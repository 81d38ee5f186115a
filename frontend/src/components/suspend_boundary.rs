//! Suspense wrapper shared by the directory pages.
//!
//! Every page body loads its data through a suspended resource; this wrapper
//! provides the loading view and the error boundary around it.

use dioxus::prelude::*;

use crate::components::error_boundary::ComponentErrorBoundary;

#[component]
pub fn SuspendWrapper(children: Element) -> Element {
    rsx! {
        SuspenseBoundary {
            fallback: |_s: SuspenseContext| rsx! {
                div {
                    width: "100%",
                    height: "100%",
                    display: "flex",
                    align_items: "center",
                    justify_content: "center",
                    LoadingIndicator {}
                }
            },
            ComponentErrorBoundary {
                children
            }
        }
    }
}

#[component]
pub fn LoadingIndicator() -> Element {
    rsx! {
        div {
            style: "color: #111827; font-size: 20px; border: 1px solid #D1D5DB; background: white; padding: 10px 16px; border-radius: 8px; margin: 15px;",
            "Loading the directory..."
        }
    }
}
pub mod directory_components;
pub mod error_boundary;
pub mod navbar;
pub mod not_found;
pub mod suspend_boundary;
//! Common library exports shared between frontend and backend.

extern crate serde;


pub mod gym;
pub mod training_plan;
pub mod facet_filter;
pub mod search_const;
//! Store-name search backing the incremental search box.

use common::gym::{GymRecord, GYM_LIST_COLUMNS};
use common::search_const::SEARCH_RESULT_LIMIT;
use tracing::debug;

use crate::db::rest_client::{RestClient, SelectQuery};

/// Case-insensitive substring match on the store name, capped at
/// [`SEARCH_RESULT_LIMIT`] rows. An empty or whitespace query returns an
/// empty set without touching the store.
pub async fn search_gyms(client: &RestClient, query: &str) -> anyhow::Result<Vec<GymRecord>> {
    let query = query.trim();
    if query.is_empty() {
        return Ok(Vec::new());
    }

    let select = SelectQuery::table("gyms")
        .columns(GYM_LIST_COLUMNS)
        .ilike_contains("store", query)
        .limit(SEARCH_RESULT_LIMIT);
    let rows = client.fetch_all::<GymRecord>(&select).await?;
    debug!(query, hits = rows.len(), "gym search");
    Ok(rows)
}

#[cfg(test)]
mod tests {
    use super::*;
    use crate::config::DirectoryConfig;

    #[tokio::test]
    async fn empty_query_short_circuits_to_empty_set() {
        // never reaches the network, so a dummy endpoint is fine
        let client = RestClient::new(DirectoryConfig {
            rest_url: "http://127.0.0.1:1".to_string(),
            service_key: String::new(),
        });
        let rows = search_gyms(&client, "   ").await.unwrap();
        assert!(rows.is_empty());
    }
}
**********
> ASSIGNMENT
Repeat every record, keeping each word and mark exactly as it is.

> FINAL ANSWER
repository 81d38ee5f186115a
filename frontend/src/components/suspend_boundary.rs
//! Suspense wrapper shared by the directory pages.
//!
//! Every page body loads its data through a suspended resource; this wrapper
//! provides the loading view and the error boundary around it.

use dioxus::prelude::*;

use crate::components::error_boundary::ComponentErrorBoundary;

#[component]
pub fn SuspendWrapper(children: Element) -> Element {
    rsx! {
        SuspenseBoundary {
            fallback: |_s: SuspenseContext| rsx! {
                div {
                    width: "100%",
                    height: "100%",
                    display: "flex",
                    align_items: "center",
                    justify_content: "center",
                    LoadingIndicator {}
                }
            },
            ComponentErrorBoundary {
                children
            }
        }
    }
}

#[component]
pub fn LoadingIndicator() -> Element {
    rsx! {
        div {
            style: "color: #111827; font-size: 20px; border: 1px solid #D1D5DB; background: white; padding: 10px 16px; border-radius: 8px; margin: 15px;",
            "Loading the directory..."
        }
    }
}
pub mod directory_components;
pub mod error_boundary;
pub mod navbar;
pub mod not_found;
pub mod suspend_boundary;
//! Common library exports shared between frontend and backend.

extern crate serde;


pub mod gym;
pub mod training_plan;
pub mod facet_filter;
pub mod search_const;
//! Store-name search backing the incremental search box.

use common::gym::{GymRecord, GYM_LIST_COLUMNS};
use common::search_const::SEARCH_RESULT_LIMIT;
use tracing::debug;

use crate::db::rest_client::{RestClient, SelectQuery};

/// Case-insensitive substring match on the store name, capped at
/// [`SEARCH_RESULT_LIMIT`] rows. An empty or whitespace query returns an
/// empty set without touching the store.
pub async fn search_gyms(client: &RestClient, query: &str) -> anyhow::Result<Vec<GymRecord>> {
    let query = query.trim();
    if query.is_empty() {
        return Ok(Vec::new());
    }

    let select = SelectQuery::table("gyms")
        .columns(GYM_LIST_COLUMNS)
        .ilike_contains("store", query)
        .limit(SEARCH_RESULT_LIMIT);
    let rows = client.fetch_all::<GymRecord>(&select).await?;
    debug!(query, hits = rows.len(), "gym search");
    Ok(rows)
}

#[cfg(test)]
mod tests {
    use super::*;
    use crate::config::DirectoryConfig;

    #[tokio::test]
    async fn empty_query_short_circuits_to_empty_set() {
        // never reaches the network, so a dummy endpoint is fine
        let client = RestClient::new(DirectoryConfig {
            rest_url: "http://127.0.0.1:1".to_string(),
            service_key: String::new(),
        });
        let rows = search_gyms(&client, "   ").await.unwrap();
        assert!(rows.is_empty());
    }
}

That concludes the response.